use std::time::Duration;

use async_trait::async_trait;
use serde::{Deserialize, Serialize};

use crate::chat::context::{ChatMessage, MessageRole};

use super::providers::ClientConfig;

/// Prefix of the assistant text stored in place of a reply when the upstream call fails.
pub const UPSTREAM_ERROR_PREFIX: &str = "Error al contactar la API: ";

#[derive(Debug, thiserror::Error, Clone, PartialEq)]
pub enum UpstreamError {
    #[error("{0}")]
    Transport(String),
    #[error("Error code: {status} - {body}")]
    Status { status: u16, body: String },
    #[error("malformed completion response: {0}")]
    Malformed(String),
    #[error("completion response contained no choices")]
    EmptyChoices,
}

/// Anything that can turn an ordered transcript into the text of one reply.
#[async_trait]
pub trait CompletionBackend: Send + Sync {
    async fn complete(
        &self,
        client: &ClientConfig,
        messages: &[ChatMessage],
        max_tokens: u32,
    ) -> Result<String, UpstreamError>;
}

/// Sends the transcript and logs how it went; never retries.
pub async fn invoke(
    backend: &dyn CompletionBackend,
    client: &ClientConfig,
    messages: &[ChatMessage],
    max_tokens: u32,
) -> Result<String, UpstreamError> {
    log::debug!(
        "sending {} messages via {} route (max_tokens={max_tokens})",
        messages.len(),
        client.route.kind()
    );

    let result = backend.complete(client, messages, max_tokens).await;

    if let Err(why) = &result {
        log::warn!("completion via {} route failed: {why}", client.route.kind());
    }

    result
}

/// Renders a completion outcome the way it is stored and shown: failures become assistant text.
pub fn flatten(result: Result<String, UpstreamError>) -> String {
    match result {
        Ok(text) => text,
        Err(why) => format!("{UPSTREAM_ERROR_PREFIX}{why}"),
    }
}

/// Speaks the OpenAI chat completions protocol over reqwest.
pub struct OpenAiBackend {
    http: reqwest::Client,
}

impl OpenAiBackend {
    pub fn new(timeout: Option<Duration>) -> anyhow::Result<Self> {
        let mut builder = reqwest::Client::builder();
        if let Some(timeout) = timeout {
            builder = builder.timeout(timeout);
        }

        Ok(Self {
            http: builder.build()?,
        })
    }
}

#[async_trait]
impl CompletionBackend for OpenAiBackend {
    async fn complete(
        &self,
        client: &ClientConfig,
        messages: &[ChatMessage],
        max_tokens: u32,
    ) -> Result<String, UpstreamError> {
        let body = ApiRequest {
            model: &client.model,
            messages: messages
                .iter()
                .map(|m| ApiRequestMessage {
                    role: m.role,
                    content: &m.content,
                })
                .collect(),
            max_tokens,
        };

        let mut request = self
            .http
            .post(client.completions_url())
            .bearer_auth(&client.api_key)
            .json(&body);
        for (name, value) in client.route.extra_headers() {
            request = request.header(name, value);
        }

        let response = request
            .send()
            .await
            .map_err(|e| UpstreamError::Transport(e.to_string()))?;

        let status = response.status();
        let text = response
            .text()
            .await
            .map_err(|e| UpstreamError::Transport(e.to_string()))?;

        if !status.is_success() {
            return Err(UpstreamError::Status {
                status: status.as_u16(),
                body: text,
            });
        }

        let data: ApiResponse =
            serde_json::from_str(&text).map_err(|e| UpstreamError::Malformed(e.to_string()))?;

        let choice = data
            .choices
            .into_iter()
            .next()
            .ok_or(UpstreamError::EmptyChoices)?;

        Ok(choice.message.content.unwrap_or_default())
    }
}

// ─── wire types ──────────────────────────────────────────────

#[derive(Serialize)]
struct ApiRequest<'a> {
    model: &'a str,
    messages: Vec<ApiRequestMessage<'a>>,
    max_tokens: u32,
}

#[derive(Serialize)]
struct ApiRequestMessage<'a> {
    role: MessageRole,
    content: &'a str,
}

#[derive(Deserialize)]
struct ApiResponse {
    choices: Vec<ApiChoice>,
}

#[derive(Deserialize)]
struct ApiChoice {
    message: ApiMessage,
}

#[derive(Deserialize)]
struct ApiMessage {
    #[serde(default)]
    content: Option<String>,
}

++++

** WORK REQUEST **
Looking at the listing above, which lines hold "EmptyChoices"? Copy every such line.

** TASK ANSWER **
    EmptyChoices,
            .ok_or(UpstreamError::EmptyChoices)?;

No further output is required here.